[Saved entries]
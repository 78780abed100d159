pub mod cleanup;
pub mod contacts;
pub mod health;

use actix_web::error::{InternalError, QueryPayloadError};
use actix_web::{web, Error, HttpRequest, HttpResponse};
use shared_types::ErrorResponse;

/// Header carrying the caller's tenant. Header lookup is case-insensitive,
/// so `X-Tenant-ID` is accepted as well.
pub const TENANT_HEADER: &str = "X-Tenant-Id";

pub(crate) fn tenant_from_request(req: &HttpRequest) -> Option<String> {
    req.headers()
        .get(TENANT_HEADER)
        .and_then(|v| v.to_str().ok())
        .map(str::trim)
        .filter(|v| !v.is_empty())
        .map(str::to_string)
}

fn query_error(err: QueryPayloadError, _req: &HttpRequest) -> Error {
    let body = ErrorResponse::new(format!("Invalid query parameters: {}", err));
    InternalError::from_response(err, HttpResponse::BadRequest().json(body)).into()
}

/// Register every route of the API
pub fn configure(cfg: &mut web::ServiceConfig) {
    cfg.app_data(web::QueryConfig::default().error_handler(query_error))
        .service(health::hello)
        .service(health::health)
        .route(
            "/contacts/cleanup-duplicates",
            web::post().to(cleanup::cleanup_duplicates),
        )
        .route("/contacts", web::get().to(contacts::list_contacts))
        .route("/contacts/", web::post().to(contacts::create_contact))
        .route("/contacts/{id}/", web::delete().to(contacts::delete_contact))
        .route("/contact", web::get().to(contacts::get_contact_by_phone));
}
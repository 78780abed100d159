use serde::{Deserialize, Serialize};

pub mod cleanup;
pub mod contact;

pub use cleanup::{
    CleanupQuery, CleanupReport, CleanupStatistics, CleanupStatus, ContactSummary,
    DuplicateGroupDetail, GroupOutcome,
};
pub use contact::{Contact, ContactLookupQuery, CreateContactRequest, CreateContactResponse};

/// Error body returned by API endpoints
#[derive(Debug, Serialize, Deserialize)]
pub struct ErrorResponse {
    pub detail: String,
}

impl ErrorResponse {
    pub fn new(detail: impl Into<String>) -> Self {
        Self {
            detail: detail.into(),
        }
    }
}
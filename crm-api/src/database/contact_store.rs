use async_trait::async_trait;
use rusqlite::{params_from_iter, TransactionBehavior};
use shared_types::Contact;

use crate::database::contacts as contacts_db;
use crate::database::AsyncDbConnection;
use crate::dedup::{ContactStore, StoreError};

impl From<rusqlite::Error> for StoreError {
    fn from(e: rusqlite::Error) -> Self {
        StoreError::Query(e.to_string())
    }
}

impl From<r2d2::Error> for StoreError {
    fn from(e: r2d2::Error) -> Self {
        StoreError::Unavailable(e.to_string())
    }
}

/// [`ContactStore`] backed by the pooled SQLite database.
pub struct SqliteContactStore {
    conn: AsyncDbConnection,
}

impl SqliteContactStore {
    pub fn new(conn: AsyncDbConnection) -> Self {
        Self { conn }
    }
}

fn placeholders(count: usize) -> String {
    vec!["?"; count].join(", ")
}

#[async_trait]
impl ContactStore for SqliteContactStore {
    async fn load_contacts(&self, tenant_id: Option<&str>) -> Result<Vec<Contact>, StoreError> {
        contacts_db::list_all_contacts(self.conn.clone(), tenant_id)
            .await
            .map_err(|e| match e.downcast::<r2d2::Error>() {
                Ok(pool_err) => StoreError::from(pool_err),
                Err(e) => StoreError::Query(e.to_string()),
            })
    }

    async fn delete_duplicates(
        &self,
        survivor_id: i64,
        duplicate_ids: &[i64],
    ) -> Result<usize, StoreError> {
        if duplicate_ids.is_empty() {
            return Ok(0);
        }

        let mut conn = self.conn.lock().await?;

        // IMMEDIATE takes the write lock up front so a concurrent run cannot
        // interleave between the existence check and the delete.
        let tx = conn.transaction_with_behavior(TransactionBehavior::Immediate)?;

        let survivor_present: bool = tx
            .prepare("SELECT 1 FROM contacts_contact WHERE id = ?")?
            .exists([survivor_id])?;
        if !survivor_present {
            return Err(StoreError::Conflict(format!(
                "survivor contact {} no longer exists",
                survivor_id
            )));
        }

        let marks = placeholders(duplicate_ids.len());

        let present: i64 = tx.query_row(
            &format!("SELECT COUNT(*) FROM contacts_contact WHERE id IN ({marks})"),
            params_from_iter(duplicate_ids.iter()),
            |row| row.get(0),
        )?;
        if present as usize != duplicate_ids.len() {
            return Err(StoreError::Conflict(format!(
                "{} of {} duplicate contacts already removed",
                duplicate_ids.len() - present as usize,
                duplicate_ids.len()
            )));
        }

        let deleted = tx.execute(
            &format!("DELETE FROM contacts_contact WHERE id IN ({marks})"),
            params_from_iter(duplicate_ids.iter()),
        )?;

        tx.commit()?;

        Ok(deleted)
    }
}
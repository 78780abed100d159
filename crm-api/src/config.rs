use config::{Config, ConfigError, File};
use serde::{Deserialize, Serialize};
use std::path::{Path, PathBuf};

use crate::dedup::DEFAULT_DETAIL_LIMIT;
use crate::helpers::contact_cache::DEFAULT_TTL_SECONDS;

#[derive(Debug, Deserialize, Serialize, Clone)]
pub struct ApiConfig {
    pub cors: Option<CorsConfig>,
    pub server: Option<ServerConfig>,
    pub database: Option<DatabaseConfig>,
    pub cleanup: Option<CleanupConfig>,
    pub cache: Option<CacheConfig>,
}

impl Default for ApiConfig {
    fn default() -> Self {
        Self {
            cors: Some(CorsConfig {
                allowed_origins: vec!["http://localhost:3000".to_string()],
            }),
            server: Some(ServerConfig {
                host: "127.0.0.1".to_string(),
                port: 8001,
            }),
            database: None,
            cleanup: Some(CleanupConfig::default()),
            cache: Some(CacheConfig::default()),
        }
    }
}

#[derive(Debug, Deserialize, Serialize, Clone)]
pub struct CorsConfig {
    pub allowed_origins: Vec<String>,
}

#[derive(Debug, Deserialize, Serialize, Clone)]
pub struct ServerConfig {
    pub host: String,
    pub port: u16,
}

#[derive(Debug, Deserialize, Serialize, Clone)]
pub struct DatabaseConfig {
    pub path: Option<String>,
}

#[derive(Debug, Deserialize, Serialize, Clone)]
pub struct CleanupConfig {
    /// Number of duplicate groups listed in a cleanup response
    pub detail_limit: usize,
}

impl Default for CleanupConfig {
    fn default() -> Self {
        Self {
            detail_limit: DEFAULT_DETAIL_LIMIT,
        }
    }
}

#[derive(Debug, Deserialize, Serialize, Clone)]
pub struct CacheConfig {
    pub ttl_seconds: i64,
}

impl Default for CacheConfig {
    fn default() -> Self {
        Self {
            ttl_seconds: DEFAULT_TTL_SECONDS,
        }
    }
}

const DEFAULT_CONFIG: &str = r#"
[cors]
allowed_origins = ["http://localhost:3000"]

[server]
host = "127.0.0.1"
port = 8001

[database]
# Defaults to the platform data directory when unset
# path = "/var/lib/wacrm/crm.sqlite"

[cleanup]
detail_limit = 50

[cache]
ttl_seconds = 300
"#;

impl ApiConfig {
    /// Load the config file, writing the default one first if it is missing
    pub fn load(path: Option<&Path>) -> Result<(Self, PathBuf), ConfigError> {
        let config_path = path.map(Path::to_path_buf).unwrap_or_else(get_config_path);

        // Create config directory if it doesn't exist
        if let Some(parent) = config_path.parent() {
            if !parent.as_os_str().is_empty() {
                std::fs::create_dir_all(parent).map_err(|e| {
                    ConfigError::Message(format!("Failed to create config directory: {e}"))
                })?;
            }
        }

        // Create default config file if it doesn't exist
        if !config_path.exists() {
            std::fs::write(&config_path, DEFAULT_CONFIG).map_err(|e| {
                ConfigError::Message(format!("Failed to write default config: {e}"))
            })?;
        }

        let builder = Config::builder()
            .add_source(File::from(config_path.clone()))
            .build()?;

        let config: ApiConfig = builder.try_deserialize()?;

        Ok((config, config_path))
    }

    pub fn detail_limit(&self) -> usize {
        self.cleanup
            .as_ref()
            .map(|c| c.detail_limit)
            .unwrap_or(DEFAULT_DETAIL_LIMIT)
    }

    pub fn cache_ttl_seconds(&self) -> i64 {
        self.cache
            .as_ref()
            .map(|c| c.ttl_seconds)
            .unwrap_or(DEFAULT_TTL_SECONDS)
    }

    pub fn database_path(&self) -> Option<&str> {
        self.database.as_ref().and_then(|d| d.path.as_deref())
    }
}

pub fn get_config_path() -> PathBuf {
    if let Some(config_dir) = dirs::config_dir() {
        config_dir.join("wacrm").join("crm-api.toml")
    } else {
        PathBuf::from("crm-api.toml")
    }
}
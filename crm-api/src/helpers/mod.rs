pub mod contact_cache;
pub mod database;
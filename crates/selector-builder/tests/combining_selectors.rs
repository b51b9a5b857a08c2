//! Integration tests for joining selectors with combinators.

use insta::assert_snapshot;
use selector_builder::{Combinator, CssSelectorBuilder, SelectorState, Specificity, Stage};

const BUILDER: CssSelectorBuilder = CssSelectorBuilder;

#[test]
fn test_adjacent_sibling() {
    let div = BUILDER.element("div").unwrap();
    let span = BUILDER.element("span").unwrap();
    let combined = BUILDER.combine(&div, "+", &span);
    assert_eq!(BUILDER.stringify(&combined), "div + span");
}

#[test]
fn test_combinator_enum() {
    let p = BUILDER.element("p").unwrap();
    let a = BUILDER.element("a").unwrap();

    assert_eq!(BUILDER.combine(&p, Combinator::Child, &a).stringify(), "p > a");
    assert_eq!(
        BUILDER.combine(&p, Combinator::AdjacentSibling, &a).stringify(),
        "p + a"
    );
    assert_eq!(
        BUILDER.combine(&p, Combinator::GeneralSibling, &a).stringify(),
        "p ~ a"
    );
    // The descendant combinator is a space, padded on both sides
    assert_eq!(
        BUILDER.combine(&p, Combinator::Descendant, &a).stringify(),
        "p   a"
    );
}

#[test]
fn test_nested_combinations() {
    let left = BUILDER
        .element("div")
        .and_then(|s| s.id("main"))
        .and_then(|s| s.class("container"))
        .and_then(|s| s.class("draggable"))
        .unwrap();
    let table = BUILDER.element("table").and_then(|s| s.id("data")).unwrap();
    let tr = BUILDER
        .element("tr")
        .and_then(|s| s.pseudo_class("nth-of-type(even)"))
        .unwrap();
    let td = BUILDER
        .element("td")
        .and_then(|s| s.pseudo_class("nth-of-type(even)"))
        .unwrap();

    let selector = BUILDER.combine(
        &left,
        '+',
        &BUILDER.combine(&table, '~', &BUILDER.combine(&tr, ' ', &td)),
    );

    assert_snapshot!(
        selector.stringify(),
        @"div#main.container.draggable + table#data ~ tr:nth-of-type(even)   td:nth-of-type(even)"
    );
}

#[test]
fn test_combination_ignores_operand_stages() {
    let left = BUILDER.pseudo_element("after").unwrap();
    let right = BUILDER.element("span").unwrap();
    let combined = SelectorState::combine(&left, '>', &right);
    assert_eq!(combined.stringify(), "::after > span");
    assert_eq!(combined.stage(), Stage::Empty);
}

#[test]
fn test_combined_selector_can_be_extended() {
    let ul = BUILDER.element("ul").unwrap();
    let li = BUILDER.element("li").unwrap();
    let combined = BUILDER.combine(&ul, '>', &li);

    let extended = combined.class("active").unwrap();
    assert_eq!(extended.stringify(), "ul > li.active");
}

#[test]
fn test_combination_leaves_operands_untouched() {
    let left = BUILDER.element("h1").unwrap();
    let right = BUILDER.element("p").unwrap();
    let _ = BUILDER.combine(&left, '+', &right);

    assert_eq!(left.stringify(), "h1");
    assert_eq!(right.stringify(), "p");
    assert_eq!(left.id("title").unwrap().stringify(), "h1#title");
}

#[test]
fn test_combined_specificity() {
    let nav = BUILDER.id("nav").unwrap();
    let link = BUILDER
        .element("a")
        .and_then(|s| s.pseudo_class("hover"))
        .unwrap();
    let combined = BUILDER.combine(&nav, Combinator::Descendant, &link);
    assert_eq!(combined.specificity(), Specificity::new(1, 1, 1));
    assert!(combined.specificity() > link.specificity());
}
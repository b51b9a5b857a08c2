//! Selector part categories and the specificity they contribute.

use std::fmt;

/// The category of the last part appended to a selector.
///
/// Categories are ranked in the order CSS requires them inside a compound
/// selector. A chain may only move forward through the ranks; `Class`,
/// `Attribute` and `PseudoClass` may repeat at their own rank.
#[derive(Clone, Copy, Debug, Default, PartialEq, Eq, PartialOrd, Ord, Hash)]
#[repr(u8)]
pub enum Stage {
    /// Nothing appended yet, or the state came out of a combination.
    #[default]
    Empty = 0,
    Element = 1,
    Id = 2,
    Class = 3,
    Attribute = 4,
    PseudoClass = 5,
    PseudoElement = 6,
}

impl Stage {
    /// Numeric rank, `0` for [`Stage::Empty`] up to `6` for [`Stage::PseudoElement`].
    pub fn rank(self) -> u8 {
        self as u8
    }

    /// Returns true for parts that may occur at most once per selector.
    pub fn is_single_use(self) -> bool {
        matches!(self, Stage::Element | Stage::Id | Stage::PseudoElement)
    }

    /// Prefix and suffix wrapped around a part's value when it is appended.
    pub(crate) fn delimiters(self) -> (&'static str, &'static str) {
        match self {
            Stage::Empty | Stage::Element => ("", ""),
            Stage::Id => ("#", ""),
            Stage::Class => (".", ""),
            Stage::Attribute => ("[", "]"),
            Stage::PseudoClass => (":", ""),
            Stage::PseudoElement => ("::", ""),
        }
    }

    /// Specificity added by a single part of this category.
    pub(crate) fn specificity(self) -> Specificity {
        let mut spec = Specificity::default();
        match self {
            Stage::Id => spec.ids += 1,
            // Attributes have the same specificity as classes and pseudo-classes
            Stage::Class | Stage::Attribute | Stage::PseudoClass => spec.classes += 1,
            Stage::Element | Stage::PseudoElement => spec.types += 1,
            Stage::Empty => {}
        }
        spec
    }
}

impl fmt::Display for Stage {
    fn fmt(&self, f: &mut fmt::Formatter<'_>) -> fmt::Result {
        let name = match self {
            Stage::Empty => "empty",
            Stage::Element => "element",
            Stage::Id => "id",
            Stage::Class => "class",
            Stage::Attribute => "attribute",
            Stage::PseudoClass => "pseudo-class",
            Stage::PseudoElement => "pseudo-element",
        };
        f.write_str(name)
    }
}

/// CSS specificity for determining rule precedence.
///
/// Fields are compared in declaration order, so the derived `Ord` matches the
/// usual `(ids, classes, types)` comparison.
#[derive(Clone, Copy, Debug, Default, PartialEq, Eq, PartialOrd, Ord, Hash)]
pub struct Specificity {
    pub ids: u32,
    pub classes: u32,
    pub types: u32,
}

impl Specificity {
    pub fn new(ids: u32, classes: u32, types: u32) -> Self {
        Self {
            ids,
            classes,
            types,
        }
    }
}

impl std::ops::Add for Specificity {
    type Output = Specificity;

    fn add(self, rhs: Self) -> Self::Output {
        Specificity {
            ids: self.ids + rhs.ids,
            classes: self.classes + rhs.classes,
            types: self.types + rhs.types,
        }
    }
}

» TASK STATEMENT:
From the entries above, extract each line containing "post".

» SOLUTION TO THIS TASK:
            web::post().to(cleanup::cleanup_duplicates),
        .route("/contacts/", web::post().to(contacts::create_contact))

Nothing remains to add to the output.